L’agriculture biologique n’est pas un phénoméne de pays développé, ni même un phénomène récent.
Henri IV se faisait lire le "LeThéâtre d’Agriculture et Mesnage des Champs"d’Olivier de Serres. Pour la première fois, une politique de développement à la fois systématique et méthodique était décrit.
L’agriculture biologique est directement affilié à ces grands ancêtres. L’agriculture industrielle est un dévoiement dû à la "civilisation pétrole".
En 2006, l’agriculture bio représentait 31 millions d’hectares de surface dans 120 pays et représente une production de prés de 40 milliards de dollars.

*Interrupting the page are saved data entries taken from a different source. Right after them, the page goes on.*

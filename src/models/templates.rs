//! Note template store
//!
//! Canned brief fragments keyed by card type, with per-variant sub-tables for
//! the types that offer variants.

use serde::Serialize;
use serde::ser::{SerializeMap, Serializer};

use super::catalog::CardType;

/// Template entry for one card type
#[derive(Debug, Clone, Copy, PartialEq, Eq)]
pub enum NoteTemplate {
    /// One text for the whole type
    Plain(&'static str),
    /// Text per variant value
    Variants(&'static [(&'static str, &'static str)]),
}

impl NoteTemplate {
    /// Resolve the text for an optional variant.
    /// A plain template answers for any variant; a variant table only for its own keys.
    pub fn resolve(&self, variant: Option<&str>) -> Option<&'static str> {
        match (self, variant) {
            (NoteTemplate::Plain(text), _) => Some(*text),
            (NoteTemplate::Variants(table), Some(variant)) => table
                .iter()
                .find(|(value, _)| *value == variant)
                .map(|(_, text)| *text),
            (NoteTemplate::Variants(_), None) => None,
        }
    }
}

impl Serialize for NoteTemplate {
    fn serialize<S: Serializer>(&self, serializer: S) -> Result<S::Ok, S::Error> {
        match self {
            NoteTemplate::Plain(text) => serializer.serialize_str(text),
            NoteTemplate::Variants(table) => {
                let mut map = serializer.serialize_map(Some(table.len()))?;
                for (value, text) in table.iter() {
                    map.serialize_entry(value, text)?;
                }
                map.end()
            }
        }
    }
}

const DIAPORAMA: &[(&str, &str)] = &[
    (
        "slogan",
        "Diaporama slogan\nPhoto pleine largeur + slogan et baseline administrables",
    ),
    ("legende", "Diaporama légende\nDiaporama x…"),
    (
        "contact",
        "Diaporama formulaire de contact\nGauche : Slogan sur la photo\nDroite : Formulaire sur la photo",
    ),
];

const ENCARTS: &[(&str, &str)] = &[
    ("mosaic", "Encart survol mosaïque\nEncart x…"),
    ("exterior", "Encart extérieur\nEncart x…"),
    ("slide", "Encart slide\nEncart x…"),
    ("slide-half", "Encart slide 50/50\nEncart x…"),
];

const TEXTE: &[(&str, &str)] = &[
    (
        "simple",
        "Strates 50 50 simple\nGauche : Photo x1\nDroite : Titre + Texte + CTA 'En savoir plus'",
    ),
    (
        "magazine",
        "Strates colonnes magazine\nGauche : Photo x1\nDroite : Titre + Texte + CTA 'Découvrir notre savoir-faire'",
    ),
    (
        "mosaic",
        "Strates 50 50 mosaïque\nGauche : Titre + Texte + CTA 'Voir nos réalisations'\nDroite : Photo x2",
    ),
];

const FLASH: &[(&str, &str)] = &[
    (
        "slider-flex",
        "Flash slider 50 50 flex\nGauche : Photo\nDroite : Titre + Texte + CTA",
    ),
    (
        "slider-simple",
        "Flash slider 50 50 simple\nGauche : Photo\nDroite : Titre + Texte + CTA",
    ),
    (
        "magazine",
        "Flash magazine\nGauche : Annonce flash info\nDroite : Annonces x3",
    ),
];

/// Template entry for a card type, if any
pub fn template(card_type: CardType) -> Option<NoteTemplate> {
    let template = match card_type {
        CardType::Diaporama => NoteTemplate::Variants(DIAPORAMA),
        CardType::Encarts => NoteTemplate::Variants(ENCARTS),
        CardType::Texte => NoteTemplate::Variants(TEXTE),
        CardType::Flash => NoteTemplate::Variants(FLASH),
        CardType::Avis => NoteTemplate::Plain("Avis client\nAvis x3\nSlide horizontal"),
        CardType::Video => NoteTemplate::Plain("Vidéo\nIframe vidéo administrable"),
        CardType::Annonces => {
            NoteTemplate::Plain("Annonces ref x3\nRemontée d'annonces en automatique")
        }
        CardType::Logos => NoteTemplate::Plain("Logos partenaires\nCarrousel de logos x10"),
        CardType::Team => NoteTemplate::Plain("Présentation de l'équipe\nPhotos + Noms + Fonctions"),
        CardType::Instagram => NoteTemplate::Plain("Feed Instagram\nGrille de 6 à 9 photos"),
        CardType::Reassurance | CardType::Form => return None,
    };
    Some(template)
}

/// Look up the note text for `(type, variant)`
pub fn lookup(card_type: CardType, variant: Option<&str>) -> Option<&'static str> {
    template(card_type).and_then(|t| t.resolve(variant))
}

/// The whole store, serialized as one JSON object in catalog order
/// (types without a template are left out)
#[derive(Debug, Clone, Copy, Default)]
pub struct TemplateStore;

impl Serialize for TemplateStore {
    fn serialize<S: Serializer>(&self, serializer: S) -> Result<S::Ok, S::Error> {
        use strum::IntoEnumIterator;

        let mut map = serializer.serialize_map(None)?;
        for card_type in CardType::iter() {
            if let Some(entry) = template(card_type) {
                map.serialize_entry(card_type.as_ref(), &entry)?;
            }
        }
        map.end()
    }
}

#[cfg(test)]
mod tests {
    use super::*;

    #[test]
    fn test_lookup_variant_table() {
        assert_eq!(
            lookup(CardType::Encarts, Some("slide")),
            Some("Encart slide\nEncart x…")
        );
        assert_eq!(lookup(CardType::Encarts, Some("carousel")), None);
        assert_eq!(lookup(CardType::Encarts, None), None);
    }

    #[test]
    fn test_lookup_plain_ignores_variant() {
        let expected = Some("Vidéo\nIframe vidéo administrable");
        assert_eq!(lookup(CardType::Video, None), expected);
        assert_eq!(lookup(CardType::Video, Some("anything")), expected);
    }

    #[test]
    fn test_lookup_missing_entry() {
        assert_eq!(lookup(CardType::Reassurance, None), None);
        assert_eq!(lookup(CardType::Form, None), None);
    }

    #[test]
    fn test_store_shape() {
        let json = serde_json::to_value(TemplateStore).unwrap();
        assert_eq!(json["avis"], "Avis client\nAvis x3\nSlide horizontal");
        assert_eq!(
            json["flash"]["magazine"],
            "Flash magazine\nGauche : Annonce flash info\nDroite : Annonces x3"
        );
        assert!(json.get("reassurance").is_none());
    }

    #[test]
    fn test_store_keeps_catalog_order() {
        let text = serde_json::to_string(&TemplateStore).unwrap();
        let at = |key: &str| text.find(&format!("\"{}\"", key)).unwrap();
        assert!(at("diaporama") < at("avis"));
        assert!(at("texte") < at("annonces"));
        assert!(at("annonces") < at("instagram"));
        // Variant tables keep their declared order too
        assert!(at("mosaic") < at("exterior"));
    }
}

Cette évolution est félicité par la FAO pour qui il est le mode de production de l’avenir (rapport : Agriculture biologique et sécurité alimentaire).
Les deux forces de cette agriculture est le peu de recours aux carburants fossiles, et le recours à des productions locales (et pan sur le libre échange et la mondialisation).
La biodiversité est géré dans le temps et l’espace : rotation des cultures (les plus petites surfaces empêchent les grandes invasions d’insectes ) et cultures associées. Utilisation de la main d’oeuvre locale, rupture de l’endettement agricole, réduction des intrants (pesticides et engrais), qui donnent autossuffisance alimentaire. L’agriculture bio a le potentiel de pourvoir à la demande mondiale, avec un impact mineur sur l’environnement, sans OGM et multinationales du grain.
Un tel cercle de développement avait été décrit dans "Géographie historique de la France" de Xavier de planhol, qui note qu’au 19°siécle certains arrondissements avaient réussis à garder une population exclusivement rurale d’une densité de 80 Personnes/km2, densité assez extraordinaire, sur des micros exploitations montagnardes dans un contexte difficile.
On peut dire que la Fao réhabilite la politique de Jules Méline : développement local, soutien à l’agriculture, stabilisation de la société, et mise au rencart du libéralisme économique. Notons aussi les difficultés d’appliquer les innovations d’Olivier de Serres : plus de trois siécles.